Luís Carlos Calderón Gómez (Cardozo; Google Scholar) presents Too Hard to Insure at UC-Irvine today as part of its Tax Policy Colloquium hosted by Natascha Fastabend:
New kinds of private money—such as stablecoin—are thriving, with increasing circulation, growing acceptance, and rapid technological innovation. But this new money has an old problem: its vulnerability to runs. Bank runs can destabilize even well-regulated and healthy banks, and their spread can catalyze and amplify a system-wide financial crisis. Since the 1930s, policymakers have sought to protect our financial system from bank runs through public deposit insurance and other emergency response mechanisms. Those historically effective policy tools, however, are unavailable or ineffective in stopping bank runs on these new types of money. The Article proposes a new, if unconventional, solution to the financial contagion risks of these new kinds of money: taxation.
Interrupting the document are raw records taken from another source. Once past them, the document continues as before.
mod common;

use std::fs;

use assert_cmd::Command;
use common::{CANONICAL_CSV, PLATFORM_CSV, TestWorkspace};
use predicates::{prelude::*, str::contains};
use serde_json::Value;

fn bin() -> Command {
    let mut cmd = Command::cargo_bin("campaign-kpi").expect("binary exists");
    cmd.env_remove("OPENAI_API_KEY");
    cmd
}

#[test]
fn validate_accepts_a_canonical_upload() {
    let workspace = TestWorkspace::new();
    let input = workspace.write("upload.csv", CANONICAL_CSV);
    bin()
        .args(["validate", "-i", input.to_str().unwrap()])
        .assert()
        .success()
        .stdout(contains("Validation successful"));
}

#[test]
fn validate_rejects_platform_headers() {
    let workspace = TestWorkspace::new();
    let input = workspace.write("export.csv", PLATFORM_CSV);
    bin()
        .args(["validate", "-i", input.to_str().unwrap()])
        .assert()
        .failure()
        .stderr(contains("Missing required columns"));
}

#[test]
fn validate_reports_negative_spend() {
    let workspace = TestWorkspace::new();
    let input = workspace.write(
        "negative.csv",
        "account_id,campaign_id,date,spend,impressions,clicks\na,c,2024-01-01,-5,10,1\n",
    );
    bin()
        .args(["validate", "-i", input.to_str().unwrap()])
        .assert()
        .failure()
        .stderr(contains("Negative values found in spend column"));
}

#[test]
fn process_writes_row_level_csv() {
    let workspace = TestWorkspace::new();
    let input = workspace.write("upload.csv", CANONICAL_CSV);
    let output = workspace.path().join("kpis.csv");
    bin()
        .args([
            "process",
            "-i",
            input.to_str().unwrap(),
            "-o",
            output.to_str().unwrap(),
        ])
        .assert()
        .success();

    let mut reader = csv::Reader::from_path(&output).expect("open output");
    let headers = reader.headers().unwrap().clone();
    assert_eq!(&headers[0], "account_id");
    assert!(headers.iter().any(|h| h == "roas"));
    let rows = reader.records().collect::<Result<Vec<_>, _>>().unwrap();
    assert_eq!(rows.len(), 3);
    let campaign = headers.iter().position(|h| h == "campaign_id").unwrap();
    assert_eq!(&rows[0][campaign], "c2");
}

#[test]
fn process_campaign_level_json_by_extension() {
    let workspace = TestWorkspace::new();
    let input = workspace.write("upload.csv", CANONICAL_CSV);
    let output = workspace.path().join("campaigns.json");
    bin()
        .args([
            "process",
            "-i",
            input.to_str().unwrap(),
            "-o",
            output.to_str().unwrap(),
            "--level",
            "campaign",
        ])
        .assert()
        .success();

    let parsed: Value = serde_json::from_str(&fs::read_to_string(&output).unwrap()).unwrap();
    let campaigns = parsed.as_array().unwrap();
    assert_eq!(campaigns.len(), 2);
    assert!(campaigns.iter().any(|c| c["campaign_id"] == "c1" && c["rows"] == 2));
}

#[test]
fn process_writes_a_workbook_by_extension() {
    let workspace = TestWorkspace::new();
    let input = workspace.write("upload.csv", CANONICAL_CSV);
    let output = workspace.path().join("kpis.xlsx");
    bin()
        .args([
            "process",
            "-i",
            input.to_str().unwrap(),
            "-o",
            output.to_str().unwrap(),
        ])
        .assert()
        .success();

    let raw = campaign_kpi::source::load_table(&output, None, encoding_rs::UTF_8)
        .expect("workbook readable");
    assert_eq!(raw.headers[0], "account_id");
    assert!(raw.headers.iter().any(|h| h == "roas"));
    assert_eq!(raw.rows.len(), 3);
}

#[test]
fn workbook_output_needs_a_file() {
    let workspace = TestWorkspace::new();
    let input = workspace.write("upload.csv", CANONICAL_CSV);
    bin()
        .args(["process", "-i", input.to_str().unwrap(), "--format", "xlsx"])
        .assert()
        .failure()
        .stderr(contains("xlsx output needs an output file"));
}

#[test]
fn process_renders_a_table_to_stdout() {
    let workspace = TestWorkspace::new();
    let input = workspace.write("upload.csv", CANONICAL_CSV);
    bin()
        .args([
            "process",
            "-i",
            input.to_str().unwrap(),
            "--level",
            "date",
            "--table",
        ])
        .assert()
        .success()
        .stdout(contains("active_campaigns").and(contains("2024-03-02")));
}

#[test]
fn process_limit_caps_stdout_rows() {
    let workspace = TestWorkspace::new();
    let input = workspace.write("upload.csv", CANONICAL_CSV);
    let assert = bin()
        .args(["process", "-i", input.to_str().unwrap(), "--limit", "1"])
        .assert()
        .success();
    let stdout = String::from_utf8(assert.get_output().stdout.clone()).unwrap();
    assert_eq!(stdout.lines().count(), 2);
}

#[test]
fn platform_export_needs_skip_validation() {
    let workspace = TestWorkspace::new();
    let input = workspace.write("export.csv", PLATFORM_CSV);
    bin()
        .args(["process", "-i", input.to_str().unwrap()])
        .assert()
        .failure()
        .stderr(contains("Missing required columns"));

    bin()
        .args([
            "process",
            "-i",
            input.to_str().unwrap(),
            "--skip-validation",
            "--format",
            "tsv",
        ])
        .assert()
        .success()
        .stdout(contains("account_001\tretarget_2\tRetarget"));
}

#[test]
fn config_overrides_default_account_and_currency() {
    let workspace = TestWorkspace::new();
    let input = workspace.write("export.csv", PLATFORM_CSV);
    let config = workspace.write(
        "run.yaml",
        "default_account_id: acct_from_config\ncurrency_symbol: \"$\"\n",
    );
    let insights = workspace.path().join("insights.md");
    bin()
        .args([
            "process",
            "-i",
            input.to_str().unwrap(),
            "--skip-validation",
            "-c",
            config.to_str().unwrap(),
            "--insights",
            insights.to_str().unwrap(),
            "--offline",
        ])
        .assert()
        .success()
        .stdout(contains("acct_from_config"));

    let report = fs::read_to_string(&insights).unwrap();
    assert!(report.contains("- **Total Spend:** $260.00"));
}

#[test]
fn offline_insights_use_the_basic_report() {
    let workspace = TestWorkspace::new();
    let input = workspace.write("upload.csv", CANONICAL_CSV);
    let output = workspace.path().join("kpis.csv");
    let insights = workspace.path().join("insights.md");
    bin()
        .args([
            "process",
            "-i",
            input.to_str().unwrap(),
            "-o",
            output.to_str().unwrap(),
            "--insights",
            insights.to_str().unwrap(),
            "--offline",
        ])
        .assert()
        .success();

    let report = fs::read_to_string(&insights).unwrap();
    assert!(report.starts_with("# Campaign Performance Analysis"));
    assert!(report.contains("- **Total Campaigns:** 2"));
    assert!(report.contains("Spring Sale"));
}

#[test]
fn missing_model_key_falls_back_without_failing() {
    let workspace = TestWorkspace::new();
    let input = workspace.write("upload.csv", CANONICAL_CSV);
    let output = workspace.path().join("kpis.csv");
    let insights = workspace.path().join("insights.md");
    bin()
        .args([
            "process",
            "-i",
            input.to_str().unwrap(),
            "-o",
            output.to_str().unwrap(),
            "--insights",
            insights.to_str().unwrap(),
        ])
        .assert()
        .success();
    assert!(
        fs::read_to_string(&insights)
            .unwrap()
            .contains("(Basic Insights)")
    );
}

#[test]
fn fetch_rejects_an_inverted_range() {
    bin()
        .args([
            "fetch",
            "--account",
            "act_1",
            "--since",
            "2024-03-10",
            "--until",
            "2024-03-01",
        ])
        .assert()
        .failure()
        .stderr(contains("must not be earlier than"));
}

#[test]
fn fetch_requires_a_token() {
    bin()
        .env_remove("CAMPAIGN_KPI_TEST_TOKEN")
        .args([
            "fetch",
            "--account",
            "act_1",
            "--since",
            "2024-03-01",
            "--until",
            "2024-03-02",
            "--token-env",
            "CAMPAIGN_KPI_TEST_TOKEN",
        ])
        .assert()
        .failure()
        .stderr(contains("CAMPAIGN_KPI_TEST_TOKEN"));
}

#[test]
fn unknown_delimiter_is_a_usage_error() {
    bin()
        .args(["validate", "-i", "whatever.csv", "--delimiter", "ab"])
        .assert()
        .failure()
        .stderr(contains("delimiter"));
}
A Pigouvian tax—unlike banking regulation or traditional response mechanisms—can reduce the risk of financial contagion by forcing private money issuers to internalize the social costs of contagion in their private decision-making.
In this Article, we make the case for such a tax, discuss its main design features, and explain how tax instruments can partly replicate the success of public deposit insurance and why tax instruments are better equipped to solve this problem than traditional tools.